About ten years ago, he told me, he began to look seriously into doing research on his childhood dream. He started by taking a mouse and letting it control a mechanical device. “We placed sensors into the mouse which read the electrical signals from the brain. Then we transmitted these signals to a little robotic lever that could bring water from a fountain back to the mouse’s mouth. So the animal had to learn how to mentally move the robotic device to bring the water back. That was the first-ever demonstration that you could connect an animal to a machine so that it could operate a machine without moving its own body,” he explained to me.
Today he can analyze not just fifty but one thousand neurons in the brain of a monkey, which can reproduce various movements in different parts of the monkey’s body. Then the monkey can control various devices, such as mechanical arms, or even virtual images in cyberspace. “We even have a monkey avatar that can be controlled by the monkey’s thoughts without the monkey making any movement,” he told me. This is done by having the monkey watch a video in which he sees an avatar that represents his body. Then, by mentally commanding his body to move, the monkey makes the avatar move in the corresponding way.
Nicolelis envisions a day in the very near future when we will play video games and control computers and appliances with our minds. “We will be part of their operating system. We will be immersed in them with mechanisms that are very similar to the experiments that I am describing.”
EXOSKELETONS
The next undertaking for Dr. Nicolelis is the Walk Again Project. Its goal is nothing less than a complete exoskeleton for the body controlled by the mind. At first, an exoskeleton conjures up an image of something from the
Iron Man
movies. Actually, it is a special suit that encases the entire body so that the arms and legs can move via motors. He calls it a “wearable robot.” (See
Figure 10
.)
His goal, he said, is to help the paralyzed “walk by thinking.” He plans to use wireless technology, “so there’s
nothing sticking out of the head.… We are going to record twenty to thirty thousand neurons, to command a whole body robotic vest, so he can think and walk again and move and grab objects.”

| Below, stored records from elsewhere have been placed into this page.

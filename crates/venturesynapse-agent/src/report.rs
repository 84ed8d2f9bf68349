// ABOUTME: Renders pipeline results as the labeled plain-text blocks printed to stdout.
// ABOUTME: One block per stage as it finishes, then a closing summary repeating memo and scores.

use std::io::{self, Write};

pub const SUMMARY_BANNER: &str = "##### VENTURESYNAPSE-X POC OUTPUT #####";

/// Header line for a stage block, e.g. `=== DiscoveryAgent ===`.
pub fn stage_header(agent: &str) -> String {
    format!("=== {} ===", agent)
}

/// Write one stage's output block.
pub fn write_stage<W: Write>(out: &mut W, agent: &str, text: &str) -> io::Result<()> {
    writeln!(out)?;
    writeln!(out, "{}", stage_header(agent))?;
    writeln!(out, "{}", text.trim())?;
    out.flush()
}

/// Write the closing block: the memo, then the scoring output for quick copy.
pub fn write_summary<W: Write>(out: &mut W, memo: &str, scoring: &str) -> io::Result<()> {
    writeln!(out)?;
    writeln!(out)?;
    writeln!(out, "{}", SUMMARY_BANNER)?;
    writeln!(out, "{}", memo.trim())?;
    writeln!(out)?;
    writeln!(out, "Scores (for quick copy):")?;
    writeln!(out, "{}", scoring.trim())?;
    out.flush()
}
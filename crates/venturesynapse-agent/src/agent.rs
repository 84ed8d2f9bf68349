// ABOUTME: Binds a static AgentSpec to a completion runtime so it can answer a conversation.
// ABOUTME: All three screening agents share this one mechanism and differ only in their prompt.

use std::sync::Arc;

use venturesynapse_core::{AgentSpec, Conversation};

use crate::runtime::{CompletionError, CompletionRuntime};

/// A prompt agent ready to run against a runtime.
pub struct Agent {
    spec: AgentSpec,
    runtime: Arc<dyn CompletionRuntime>,
}

impl Agent {
    pub fn new(spec: AgentSpec, runtime: Arc<dyn CompletionRuntime>) -> Self {
        Self { spec, runtime }
    }

    pub fn name(&self) -> &'static str {
        self.spec.name
    }

    /// Produce this agent's reply to the conversation so far.
    pub async fn respond(&self, conversation: &Conversation) -> Result<String, CompletionError> {
        self.runtime
            .complete(self.spec.system_prompt, conversation.messages())
            .await
    }
}
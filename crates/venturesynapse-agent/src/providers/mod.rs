// ABOUTME: Provider module aggregating the chat-completion adapters.
// ABOUTME: Holds the message building, HTTP status mapping, and response parsing both adapters share.

pub mod azure;
pub mod openai;

use serde_json::{Value, json};

use venturesynapse_core::ChatMessage;

use crate::runtime::CompletionError;

/// Upper bound on generated tokens per stage.
pub(crate) const MAX_TOKENS: u32 = 4096;

/// Build the Chat Completions `messages` array: the system prompt first,
/// then the conversation history in order.
pub fn build_messages(system_prompt: &str, history: &[ChatMessage]) -> Vec<Value> {
    let mut messages = Vec::with_capacity(history.len() + 1);
    messages.push(json!({
        "role": "system",
        "content": system_prompt
    }));

    for msg in history {
        messages.push(json!({
            "role": msg.role.as_str(),
            "content": msg.content
        }));
    }

    messages
}

/// Send a prepared request and map the HTTP outcome onto `CompletionError`.
/// `key_var` names the credential variable to point at on a 401.
pub(crate) async fn send(
    request: reqwest::RequestBuilder,
    key_var: &str,
) -> Result<Value, CompletionError> {
    let response = request
        .send()
        .await
        .map_err(|e| CompletionError::ProviderError(format!("HTTP request failed: {}", e)))?;

    let status = response.status();

    if status == reqwest::StatusCode::TOO_MANY_REQUESTS {
        return Err(CompletionError::RateLimited);
    }

    if status == reqwest::StatusCode::UNAUTHORIZED {
        return Err(CompletionError::ProviderError(format!(
            "Unauthorized: check {}",
            key_var
        )));
    }

    if status.is_server_error() {
        return Err(CompletionError::ProviderError(format!(
            "Server error: {}",
            status
        )));
    }

    if !status.is_success() {
        let error_body = response.text().await.unwrap_or_default();
        return Err(CompletionError::ProviderError(format!(
            "API error {}: {}",
            status, error_body
        )));
    }

    response
        .json()
        .await
        .map_err(|e| CompletionError::InvalidResponse(format!("failed to parse JSON: {}", e)))
}

/// Extract the assistant text from a Chat Completions response body.
pub fn parse_response(response_body: &Value) -> Result<String, CompletionError> {
    let choice = response_body
        .get("choices")
        .and_then(|c| c.as_array())
        .ok_or_else(|| {
            CompletionError::InvalidResponse("missing choices array in response".to_string())
        })?
        .first()
        .ok_or_else(|| CompletionError::InvalidResponse("empty choices array".to_string()))?;

    let message = choice.get("message").ok_or_else(|| {
        CompletionError::InvalidResponse("missing message in choice".to_string())
    })?;

    match message.get("content").and_then(|c| c.as_str()) {
        Some(content) => Ok(content.to_string()),
        None => {
            let finish_reason = choice
                .get("finish_reason")
                .and_then(|f| f.as_str())
                .unwrap_or("unknown");
            Err(CompletionError::InvalidResponse(format!(
                "no text content in response (finish_reason: {})",
                finish_reason
            )))
        }
    }
}

#[cfg(test)]
mod tests {
    use super::*;
    use tokio::io::{AsyncReadExt, AsyncWriteExt};
    use tokio::net::TcpListener;
    use venturesynapse_core::Conversation;

    fn http_response(status_line: &str, body: &str) -> String {
        format!(
            "HTTP/1.1 {}\r\ncontent-type: application/json\r\ncontent-length: {}\r\nconnection: close\r\n\r\n{}",
            status_line,
            body.len(),
            body
        )
    }

    /// Accept a single connection on a local port, answer it with `response`,
    /// and return the base URL to call.
    async fn serve_once(response: String) -> String {
        let listener = TcpListener::bind("127.0.0.1:0").await.unwrap();
        let addr = listener.local_addr().unwrap();

        tokio::spawn(async move {
            let (mut socket, _) = listener.accept().await.unwrap();
            let mut buf = vec![0u8; 16 * 1024];
            let mut read = 0;
            // Drain the request head before answering.
            while read < buf.len() {
                let n = socket.read(&mut buf[read..]).await.unwrap();
                if n == 0 {
                    break;
                }
                read += n;
                if buf[..read].windows(4).any(|w| w == b"\r\n\r\n") {
                    break;
                }
            }
            socket.write_all(response.as_bytes()).await.unwrap();
            let _ = socket.shutdown().await;
        });

        format!("http://{}", addr)
    }

    async fn send_with_response(response: String) -> Result<Value, CompletionError> {
        let url = serve_once(response).await;
        let client = reqwest::Client::builder().no_proxy().build().unwrap();
        send(client.get(url), "OPENAI_API_KEY").await
    }

    #[tokio::test]
    async fn send_maps_429_to_rate_limited() {
        let result = send_with_response(http_response("429 Too Many Requests", "")).await;
        assert!(matches!(result, Err(CompletionError::RateLimited)));
    }

    #[tokio::test]
    async fn send_maps_401_to_credential_hint() {
        let err = send_with_response(http_response("401 Unauthorized", ""))
            .await
            .unwrap_err();

        match err {
            CompletionError::ProviderError(msg) => {
                assert_eq!(msg, "Unauthorized: check OPENAI_API_KEY");
            }
            other => panic!("expected ProviderError, got {:?}", other),
        }
    }

    #[tokio::test]
    async fn send_maps_5xx_to_server_error() {
        let err = send_with_response(http_response("503 Service Unavailable", ""))
            .await
            .unwrap_err();

        match err {
            CompletionError::ProviderError(msg) => {
                assert_eq!(msg, "Server error: 503 Service Unavailable");
            }
            other => panic!("expected ProviderError, got {:?}", other),
        }
    }

    #[tokio::test]
    async fn send_includes_body_for_other_failures() {
        let err = send_with_response(http_response("400 Bad Request", r#"{"error":"x"}"#))
            .await
            .unwrap_err();

        match err {
            CompletionError::ProviderError(msg) => {
                assert_eq!(msg, r#"API error 400 Bad Request: {"error":"x"}"#);
            }
            other => panic!("expected ProviderError, got {:?}", other),
        }
    }

    #[tokio::test]
    async fn send_returns_json_body_on_success() {
        let body = r#"{"choices":[{"index":0,"message":{"role":"assistant","content":"ok"},"finish_reason":"stop"}]}"#;

        let value = send_with_response(http_response("200 OK", body)).await.unwrap();

        assert_eq!(parse_response(&value).unwrap(), "ok");
    }

    #[tokio::test]
    async fn send_rejects_non_json_success_body() {
        let err = send_with_response(http_response("200 OK", "not json"))
            .await
            .unwrap_err();

        assert!(matches!(err, CompletionError::InvalidResponse(_)));
        assert!(err.to_string().contains("failed to parse JSON"));
    }

    #[test]
    fn messages_start_with_system_prompt_then_history() {
        let mut convo = Conversation::new();
        convo.add_user_message("artifacts");
        convo.add_agent_message("DiscoveryAgent", "snapshot");
        convo.add_user_message("now score");

        let messages = build_messages("You are ScoringAgent", convo.messages());

        assert_eq!(messages.len(), 4);
        assert_eq!(messages[0]["role"], "system");
        assert_eq!(messages[0]["content"], "You are ScoringAgent");
        assert_eq!(messages[1]["role"], "user");
        assert_eq!(messages[2]["role"], "assistant");
        assert_eq!(messages[2]["content"], "snapshot");
        assert_eq!(messages[3]["content"], "now score");
    }

    #[test]
    fn parses_text_response() {
        let response = json!({
            "id": "chatcmpl-456",
            "object": "chat.completion",
            "choices": [
                {
                    "index": 0,
                    "message": {
                        "role": "assistant",
                        "content": "- Company snapshot: procurement copilot"
                    },
                    "finish_reason": "stop"
                }
            ]
        });

        let text = parse_response(&response).unwrap();
        assert_eq!(text, "- Company snapshot: procurement copilot");
    }

    #[test]
    fn rejects_missing_choices() {
        let err = parse_response(&json!({"error": {"message": "boom"}})).unwrap_err();
        assert!(err.to_string().contains("missing choices"));
    }

    #[test]
    fn rejects_empty_choices() {
        let err = parse_response(&json!({"choices": []})).unwrap_err();
        assert!(err.to_string().contains("empty choices"));
    }

    #[test]
    fn rejects_null_content() {
        let response = json!({
            "choices": [
                {
                    "index": 0,
                    "message": {"role": "assistant", "content": null},
                    "finish_reason": "content_filter"
                }
            ]
        });

        let err = parse_response(&response).unwrap_err();
        assert!(matches!(err, CompletionError::InvalidResponse(_)));
        assert!(err.to_string().contains("content_filter"));
    }
}
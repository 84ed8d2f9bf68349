// ABOUTME: Resolves which chat-completion provider to use and its credentials from environment variables.
// ABOUTME: Fails before any client is built when a required credential is missing.

use std::fmt;

use thiserror::Error;

use crate::providers::{azure, openai};

pub const DEFAULT_MODEL: &str = "gpt-4o-mini";

/// Errors that can occur during configuration loading.
#[derive(Debug, Error)]
pub enum ConfigError {
    #[error("{0} is not set; it is required for the selected provider")]
    MissingVar(&'static str),
}

/// Fully resolved provider settings.
#[derive(Clone, PartialEq, Eq)]
pub enum ProviderConfig {
    OpenAI {
        api_key: String,
        base_url: String,
        model: String,
    },
    Azure {
        endpoint: String,
        deployment: String,
        api_key: String,
        api_version: String,
    },
}

impl ProviderConfig {
    /// Load configuration from environment variables.
    ///
    /// Environment variables:
    /// - VXC_PROVIDER: `openai` or `azure` (default: openai)
    /// - VXC_MODEL: model id for OpenAI (default: gpt-4o-mini)
    /// - OPENAI_API_KEY: required for openai
    /// - OPENAI_BASE_URL: optional, for proxies and compatible servers
    /// - AZURE_OPENAI_ENDPOINT, AZURE_OPENAI_DEPLOYMENT, AZURE_OPENAI_API_KEY: required for azure
    /// - AZURE_OPENAI_API_VERSION: optional (default: 2024-06-01)
    pub fn from_env() -> Result<Self, ConfigError> {
        Self::from_lookup(|key| std::env::var(key).ok())
    }

    /// Resolve configuration through an arbitrary variable lookup. Empty
    /// values count as unset.
    pub fn from_lookup<F>(lookup: F) -> Result<Self, ConfigError>
    where
        F: Fn(&str) -> Option<String>,
    {
        let var = |key: &str| {
            lookup(key)
                .map(|v| v.trim().to_string())
                .filter(|v| !v.is_empty())
        };
        let require = |key: &'static str| var(key).ok_or(ConfigError::MissingVar(key));

        let provider = var("VXC_PROVIDER")
            .unwrap_or_else(|| "openai".to_string())
            .to_lowercase();

        if provider == "azure" {
            return Ok(Self::Azure {
                endpoint: require("AZURE_OPENAI_ENDPOINT")?,
                deployment: require("AZURE_OPENAI_DEPLOYMENT")?,
                api_key: require("AZURE_OPENAI_API_KEY")?,
                api_version: var("AZURE_OPENAI_API_VERSION")
                    .unwrap_or_else(|| azure::DEFAULT_API_VERSION.to_string()),
            });
        }

        if provider != "openai" {
            tracing::warn!(provider = %provider, "unknown VXC_PROVIDER, falling back to openai");
        }

        Ok(Self::OpenAI {
            api_key: require("OPENAI_API_KEY")?,
            base_url: var("OPENAI_BASE_URL")
                .unwrap_or_else(|| openai::DEFAULT_BASE_URL.to_string()),
            model: var("VXC_MODEL").unwrap_or_else(|| DEFAULT_MODEL.to_string()),
        })
    }

    pub fn provider_name(&self) -> &'static str {
        match self {
            Self::OpenAI { .. } => "openai",
            Self::Azure { .. } => "azure",
        }
    }
}

// Keys stay out of logs.
impl fmt::Debug for ProviderConfig {
    fn fmt(&self, f: &mut fmt::Formatter<'_>) -> fmt::Result {
        match self {
            Self::OpenAI {
                base_url, model, ..
            } => f
                .debug_struct("OpenAI")
                .field("api_key", &"<redacted>")
                .field("base_url", base_url)
                .field("model", model)
                .finish(),
            Self::Azure {
                endpoint,
                deployment,
                api_version,
                ..
            } => f
                .debug_struct("Azure")
                .field("endpoint", endpoint)
                .field("deployment", deployment)
                .field("api_key", &"<redacted>")
                .field("api_version", api_version)
                .finish(),
        }
    }
}
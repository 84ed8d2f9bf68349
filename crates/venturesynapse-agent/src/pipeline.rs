// ABOUTME: Sequencer running the Discovery -> Scoring -> Memo stages against one completion runtime.
// ABOUTME: Each stage appends its input to a shared conversation, prints its output, and feeds the next stage.

use std::io::{self, Write};
use std::sync::Arc;

use tracing::Instrument;
use ulid::Ulid;

use venturesynapse_core::{Conversation, InputBundle, Scorecard, Stage, StageOutput};

use crate::agent::Agent;
use crate::report;
use crate::runtime::{CompletionError, CompletionRuntime};

/// Errors that abort a pipeline run.
#[derive(Debug, thiserror::Error)]
pub enum PipelineError {
    #[error("{stage} stage failed: {source}")]
    Completion {
        stage: Stage,
        #[source]
        source: CompletionError,
    },

    #[error("failed to write output: {0}")]
    Output(#[from] io::Error),
}

/// Everything a finished run produced.
#[derive(Debug, Clone)]
pub struct PipelineOutcome {
    pub run_id: Ulid,
    /// Stage outputs in execution order.
    pub outputs: Vec<StageOutput>,
    pub conversation: Conversation,
}

impl PipelineOutcome {
    /// Text produced by `stage`, empty if it did not run.
    pub fn output(&self, stage: Stage) -> &str {
        self.outputs
            .iter()
            .find(|o| o.stage == stage)
            .map(|o| o.text.as_str())
            .unwrap_or("")
    }

    /// The Scoring output read as a scorecard, if it parses.
    pub fn scorecard(&self) -> Option<Scorecard> {
        Scorecard::parse(self.output(Stage::Scoring)).ok()
    }
}

/// Runs the fixed three-stage screening sequence.
pub struct Pipeline {
    runtime: Arc<dyn CompletionRuntime>,
}

impl Pipeline {
    pub fn new(runtime: Arc<dyn CompletionRuntime>) -> Self {
        Self { runtime }
    }

    /// Run every stage in order, writing each stage block and the closing
    /// summary to `out`. The first failing call aborts the run.
    pub async fn run<W: Write>(
        &self,
        inputs: &InputBundle,
        out: &mut W,
    ) -> Result<PipelineOutcome, PipelineError> {
        let run_id = Ulid::new();
        let span = tracing::info_span!(
            "pipeline",
            %run_id,
            provider = self.runtime.provider_name(),
            model = self.runtime.model_name(),
        );

        self.run_stages(run_id, inputs, out).instrument(span).await
    }

    async fn run_stages<W: Write>(
        &self,
        run_id: Ulid,
        inputs: &InputBundle,
        out: &mut W,
    ) -> Result<PipelineOutcome, PipelineError> {
        let mut conversation = Conversation::new();
        let mut outputs: Vec<StageOutput> = Vec::with_capacity(Stage::ALL.len());

        for stage in Stage::ALL {
            let agent = Agent::new(stage.agent(), Arc::clone(&self.runtime));

            conversation.add_user_message(stage.build_input(inputs, &outputs));
            tracing::info!(stage = %stage, agent = agent.name(), "stage started");

            let text = agent
                .respond(&conversation)
                .await
                .map_err(|source| PipelineError::Completion { stage, source })?;

            conversation.add_agent_message(agent.name(), text.clone());
            tracing::info!(
                stage = %stage,
                agent = agent.name(),
                output_chars = text.chars().count(),
                latency_ms = conversation
                    .last_reply_latency()
                    .map(|d| d.num_milliseconds())
                    .unwrap_or_default(),
                "stage finished"
            );

            report::write_stage(out, agent.name(), &text)?;
            outputs.push(StageOutput::new(stage, text));
        }

        let outcome = PipelineOutcome {
            run_id,
            outputs,
            conversation,
        };

        match Scorecard::parse(outcome.output(Stage::Scoring)) {
            Ok(card) => tracing::info!(
                decision = %card.go_no_go,
                mean_score = card.scores.mean(),
                "scoring verdict"
            ),
            Err(e) => tracing::warn!(error = %e, "scoring output is not a valid scorecard"),
        }

        report::write_summary(
            out,
            outcome.output(Stage::Memo),
            outcome.output(Stage::Scoring),
        )?;

        Ok(outcome)
    }
}

#[cfg(test)]
mod tests {
    use super::*;
    use crate::testing::{EchoRuntime, ScriptedRuntime};
    use serde_json::json;
    use venturesynapse_core::Role;
    use venturesynapse_core::agent::{DISCOVERY, MEMO, SCORING};

    const SCORECARD: &str = r#"{"scores": {"fit": 4, "moat": 3, "gtm": 3, "risk": 2, "msft": 5, "unicorn": 2}, "summary": "Solid.", "go_no_go": "GO", "rationale": "Fits thesis."}"#;

    fn inputs() -> InputBundle {
        InputBundle {
            dynamics: json!({"company": "Acme"}),
            pitch_deck: "Procurement agents".to_string(),
            research_notes: "Two design partners".to_string(),
        }
    }

    #[tokio::test]
    async fn agents_run_in_fixed_order() {
        let runtime = Arc::new(ScriptedRuntime::new(vec![
            "DISCOVERY-OUT",
            SCORECARD,
            "MEMO-OUT",
        ]));
        let pipeline = Pipeline::new(runtime.clone());

        let mut buf = Vec::new();
        pipeline.run(&inputs(), &mut buf).await.unwrap();

        let prompts: Vec<String> = runtime.calls().into_iter().map(|c| c.system_prompt).collect();
        assert_eq!(
            prompts,
            vec![
                DISCOVERY.system_prompt,
                SCORING.system_prompt,
                MEMO.system_prompt
            ]
        );
    }

    #[tokio::test]
    async fn later_stages_receive_prior_outputs() {
        let runtime = Arc::new(ScriptedRuntime::new(vec![
            "DISCOVERY-OUT: vertical AI for procurement",
            SCORECARD,
            "MEMO-OUT",
        ]));
        let pipeline = Pipeline::new(runtime.clone());

        let mut buf = Vec::new();
        pipeline.run(&inputs(), &mut buf).await.unwrap();

        let calls = runtime.calls();
        assert_eq!(calls.len(), 3);

        let discovery_input = calls[0].last_user_message();
        assert!(discovery_input.contains("\"company\": \"Acme\""));
        assert!(discovery_input.contains("Procurement agents"));

        let scoring_input = calls[1].last_user_message();
        assert!(scoring_input.contains("DISCOVERY-OUT: vertical AI for procurement"));

        let memo_input = calls[2].last_user_message();
        assert!(memo_input.contains("DISCOVERY-OUT: vertical AI for procurement"));
        assert!(memo_input.contains(SCORECARD));
        assert!(memo_input.contains("\"company\": \"Acme\""));
    }

    #[tokio::test]
    async fn each_stage_sees_the_whole_conversation() {
        let runtime = Arc::new(EchoRuntime::new());
        let pipeline = Pipeline::new(runtime.clone());

        let mut buf = Vec::new();
        let outcome = pipeline.run(&inputs(), &mut buf).await.unwrap();

        let lens: Vec<usize> = runtime.calls().iter().map(|c| c.history.len()).collect();
        assert_eq!(lens, vec![1, 3, 5]);

        let roles: Vec<Role> = outcome.conversation.messages().iter().map(|m| m.role).collect();
        assert_eq!(
            roles,
            vec![
                Role::User,
                Role::Assistant,
                Role::User,
                Role::Assistant,
                Role::User,
                Role::Assistant
            ]
        );
        assert_eq!(outcome.conversation.messages()[5].author, "MemoAgent");
        assert!(
            outcome.conversation.last_reply_latency().is_some(),
            "run should end on the memo reply"
        );
    }

    #[tokio::test]
    async fn prints_stage_blocks_and_summary_in_order() {
        let runtime = Arc::new(ScriptedRuntime::new(vec!["disc", SCORECARD, "memo"]));
        let pipeline = Pipeline::new(runtime);

        let mut buf = Vec::new();
        let outcome = pipeline.run(&inputs(), &mut buf).await.unwrap();
        let printed = String::from_utf8(buf).unwrap();

        let positions: Vec<usize> = [
            "=== DiscoveryAgent ===",
            "=== ScoringAgent ===",
            "=== MemoAgent ===",
            report::SUMMARY_BANNER,
            "Scores (for quick copy):",
        ]
        .iter()
        .map(|marker| {
            printed
                .find(marker)
                .unwrap_or_else(|| panic!("missing {} in output:\n{}", marker, printed))
        })
        .collect();
        assert!(positions.windows(2).all(|w| w[0] < w[1]), "{}", printed);

        assert_eq!(outcome.output(Stage::Memo), "memo");
        assert_eq!(
            outcome.scorecard().map(|c| c.go_no_go),
            Some(venturesynapse_core::Decision::Go)
        );
    }

    #[tokio::test]
    async fn unparseable_scoring_output_is_forwarded_unchanged() {
        let runtime = Arc::new(ScriptedRuntime::new(vec!["disc", "fit looks like a 4", "memo"]));
        let pipeline = Pipeline::new(runtime.clone());

        let mut buf = Vec::new();
        let outcome = pipeline.run(&inputs(), &mut buf).await.unwrap();

        assert!(outcome.scorecard().is_none());
        assert!(runtime.calls()[2].last_user_message().contains("fit looks like a 4"));
    }

    #[tokio::test]
    async fn completion_failure_aborts_with_stage() {
        let runtime = Arc::new(ScriptedRuntime::new(vec!["disc"]));
        let pipeline = Pipeline::new(runtime.clone());

        let mut buf = Vec::new();
        let err = pipeline.run(&inputs(), &mut buf).await.unwrap_err();

        assert!(matches!(
            err,
            PipelineError::Completion {
                stage: Stage::Scoring,
                ..
            }
        ));
        assert!(err.to_string().contains("scoring"));
        assert_eq!(runtime.calls().len(), 2, "memo stage must not run");

        let printed = String::from_utf8(buf).unwrap();
        assert!(printed.contains("=== DiscoveryAgent ==="));
        assert!(!printed.contains(report::SUMMARY_BANNER));
    }
}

Nicolelis realizes that a series of hurdles must be overcome before the
exoskeleton becomes a reality. First, a new generation of microchips must be created that can be placed in the brain safely and reliably for years at a time. Second, wireless sensors must be created so the exoskeleton can roam freely. The signals from the brain would be received wirelessly by a computer the size of a cell phone that would probably be attached to your belt. Third, new advances must be made in deciphering and interpreting signals from the brain via computers. For the monkeys, a few hundred neurons were necessary to control the mechanical arms. For a human, you need, at minimum, several thousand neurons to control an arm or leg. And fourth, a power supply must be found that is portable and powerful enough to energize the entire exoskeleton.
Figure 10
. This is the exoskeleton that Dr. Nicolelis hopes will be controlled by the mind of a totally paralyzed person. (
illustration credit 4.1
)
Nicolelis’s goal is a lofty one: to have a working exoskeleton suit ready for the 2014 World Cup in Brazil, where a quadriplegic Brazilian will deliver the opening kick. He told me proudly, “This is our Brazilian moon shot.”
AVATARS AND SURROGATES
In the movie
Surrogates
, Bruce Willis plays an FBI agent who is investigating mysterious murders. Scientists have created exoskeletons so perfect that they exceed human capabilities. These mechanical creatures are super strong, with perfect bodies. In fact, they are so perfect that humanity has become dependent on them. People live their entire life in pods, mentally controlling their handsome, beautiful surrogate with wireless technology. Everywhere you go, you see busy “people” at work, except they are all perfectly shaped surrogates. Their aging masters are conveniently hidden from view. The plot takes a sharp twist, however, when Bruce Willis discovers that the person behind these murders might be linked to the same scientist who invented these surrogates in the first place. That forces him to wonder whether the surrogates are a blessing or a curse.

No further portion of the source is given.